Your goal >> Scan the lines below for "trace" and copy the matches.

****************

//! HTTP header decoder implementation for parsing HTTP request headers
//!
//! Parses the request line and header fields with `httparse`, converts them into a typed
//! [`RequestHeader`] and decides how the payload that follows is framed.
//!
//! # Limits
//!
//! - Maximum number of headers: 64
//! - Maximum header size: 8KB
//! - Only HTTP/1.0 and HTTP/1.1
//! - Bodies must be framed by Content-Length, any Transfer-Encoding is rejected

use bytes::{Buf, BytesMut};
use http::{HeaderMap, HeaderName, HeaderValue, Method, Request, Uri, Version};
use httparse::{Error, Status};
use tokio_util::codec::Decoder;
use tracing::trace;

use crate::ensure;

use crate::protocol::{ParseError, PayloadSize, RequestHeader};

/// Maximum number of headers allowed in a request
const MAX_HEADER_NUM: usize = 64;

/// Maximum size in bytes allowed for the entire header section
const MAX_HEADER_BYTES: usize = 8 * 1024;

/// Shortest possible request line plus terminator, e.g. `GET / HTTP/1.1\n\n`
const MIN_REQUEST_BYTES: usize = 14;

/// Decoder for HTTP request headers implementing the [`Decoder`] trait.
#[derive(Debug, Default, Clone, Copy)]
pub struct HeaderDecoder;

impl Decoder for HeaderDecoder {
    type Item = (RequestHeader, PayloadSize);
    type Error = ParseError;

    /// Attempts to decode HTTP headers from the provided bytes buffer.
    ///
    /// On success the header bytes are consumed from `src`; the payload stays in place.
    ///
    /// # Errors
    ///
    /// Returns `ParseError` if:
    /// - The number of headers exceeds `MAX_HEADER_NUM`
    /// - The total header size exceeds `MAX_HEADER_BYTES`
    /// - The HTTP version is not supported
    /// - The method, uri or a header field is malformed
    /// - The payload framing is invalid or unsupported
    fn decode(&mut self, src: &mut BytesMut) -> Result<Option<Self::Item>, Self::Error> {
        if src.len() < MIN_REQUEST_BYTES {
            return Ok(None);
        }

        let mut headers = [httparse::EMPTY_HEADER; MAX_HEADER_NUM];
        let mut req = httparse::Request::new(&mut headers);

        let status = req.parse(src).map_err(|e| match e {
            Error::TooManyHeaders => ParseError::too_many_headers(MAX_HEADER_NUM),
            e => ParseError::invalid_header(e.to_string()),
        })?;

        let body_offset = match status {
            Status::Complete(body_offset) => body_offset,
            Status::Partial => {
                ensure!(src.len() <= MAX_HEADER_BYTES, ParseError::too_large_header(src.len(), MAX_HEADER_BYTES));
                return Ok(None);
            }
        };

        trace!(header_size = body_offset, "parsed request header");
        ensure!(body_offset <= MAX_HEADER_BYTES, ParseError::too_large_header(body_offset, MAX_HEADER_BYTES));

        let version = match req.version {
            Some(0) => Version::HTTP_10,
            Some(1) => Version::HTTP_11,
            // HTTP/2 and HTTP/3 are not supported
            v => return Err(ParseError::InvalidVersion(v)),
        };

        let method = req.method.ok_or(ParseError::InvalidMethod)?;
        let method = Method::from_bytes(method.as_bytes()).map_err(|_e| ParseError::InvalidMethod)?;

        let path = req.path.ok_or(ParseError::InvalidUri)?;
        let uri = Uri::try_from(path).map_err(|_e| ParseError::InvalidUri)?;

        let mut header_map = HeaderMap::with_capacity(req.headers.len());
        for header in req.headers.iter() {
            let name = HeaderName::from_bytes(header.name.as_bytes()).map_err(ParseError::invalid_header)?;
            let value = HeaderValue::from_bytes(header.value).map_err(ParseError::invalid_header)?;
            header_map.append(name, value);
        }

        let mut request = Request::new(());
        *request.method_mut() = method;
        *request.uri_mut() = uri;
        *request.version_mut() = version;
        *request.headers_mut() = header_map;

        // the header bytes are parsed, leave only the payload (and anything after it) in `src`
        src.advance(body_offset);

        let header = RequestHeader::from(request);
        let payload_size = parse_payload(&header)?;

        Ok(Some((header, payload_size)))
    }
}

/// Determines how the payload of the request is framed.
///
/// A Content-Length header announces a body for any method; requests without one have no
/// body. Transfer-Encoding (chunked or otherwise) is not supported by this transport.
///
/// refer: <https://www.rfc-editor.org/rfc/rfc9112.html#name-message-body-length>
fn parse_payload(header: &RequestHeader) -> Result<PayloadSize, ParseError> {
    if let Some(te_value) = header.header(http::header::TRANSFER_ENCODING) {
        let encoding = String::from_utf8_lossy(te_value.as_bytes());
        return Err(ParseError::unsupported_transfer_encoding(encoding));
    }

    match header.header(http::header::CONTENT_LENGTH) {
        None => Ok(PayloadSize::new_empty()),
        Some(cl_value) => {
            let cl_str = cl_value.to_str().map_err(|_e| ParseError::invalid_content_length("value can't to_str"))?;

            let length =
                cl_str.trim().parse::<u64>().map_err(|_e| ParseError::invalid_content_length(format!("value {cl_str} is not u64")))?;

            Ok(PayloadSize::new_length(length))
        }
    }
}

****************

Solution to this task >>
use tracing::trace;
        trace!(header_size = body_offset, "parsed request header");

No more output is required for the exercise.